DESCRIPTION OF THE TASK >>
From the line containing "the default calculator" to the final line of the entries, every line is to be reproduced exactly; no other line belongs in the output.

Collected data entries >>
__________

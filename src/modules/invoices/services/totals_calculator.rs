use rust_decimal::Decimal;

use crate::core::money;
use crate::modules::invoices::models::{GstConfiguration, InvoiceTotals, LineItem};

/// TotalsCalculator derives every invoice total from line items and GST settings
///
/// Pure and fail-soft: line totals that do not parse count as zero, and no
/// input makes it return an error.
#[derive(Debug, Clone, Copy, Default)]
pub struct TotalsCalculator;

impl TotalsCalculator {
    pub fn new() -> Self {
        Self
    }

    /// Compute the full set of totals
    ///
    /// total_gst = cgst + sgst + igst + fuel surcharge
    /// total_amount = total_before_gst + total_gst
    /// gross = total_amount rounded to whole rupees (half away from zero)
    /// rounding_off = gross - total_amount, rounded to paise
    pub fn compute(&self, items: &[LineItem], gst: &GstConfiguration) -> InvoiceTotals {
        let total_before_gst = self.subtotal(items);
        let rates = gst.active_rates();

        let cgst_amount = money::percent_of(total_before_gst, rates.cgst);
        let sgst_amount = money::percent_of(total_before_gst, rates.sgst);
        let igst_amount = money::percent_of(total_before_gst, rates.igst);
        let fuel_surcharge_amount = money::percent_of(total_before_gst, gst.fuel_surcharge_rate);

        let total_gst_amount = cgst_amount
            .saturating_add(sgst_amount)
            .saturating_add(igst_amount)
            .saturating_add(fuel_surcharge_amount);
        let total_amount = total_before_gst.saturating_add(total_gst_amount);

        let rounded = money::round_to_rupee(total_amount);
        let gross_amount = money::whole_rupees(rounded);
        let rounding_off = money::round_to_paise(rounded.saturating_sub(total_amount));

        tracing::debug!(
            items = items.len(),
            gst_type = %gst.gst_type,
            %total_before_gst,
            %total_gst_amount,
            gross_amount,
            "Computed invoice totals"
        );

        InvoiceTotals {
            total_before_gst,
            cgst_amount,
            sgst_amount,
            igst_amount,
            fuel_surcharge_amount,
            total_gst_amount,
            total_amount,
            gross_amount,
            rounding_off,
        }
    }

    /// Sum of line totals; unparseable totals contribute zero
    pub fn subtotal(&self, items: &[LineItem]) -> Decimal {
        items
            .iter()
            .map(LineItem::total_amount)
            .fold(Decimal::ZERO, Decimal::saturating_add)
    }
}

/// Compute invoice totals with the default calculator
pub fn compute_invoice_totals(items: &[LineItem], gst: &GstConfiguration) -> InvoiceTotals {
    TotalsCalculator::new().compute(items, gst)
}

__________

EXERCISE RESULT >>
/// Compute invoice totals with the default calculator
pub fn compute_invoice_totals(items: &[LineItem], gst: &GstConfiguration) -> InvoiceTotals {
    TotalsCalculator::new().compute(items, gst)
}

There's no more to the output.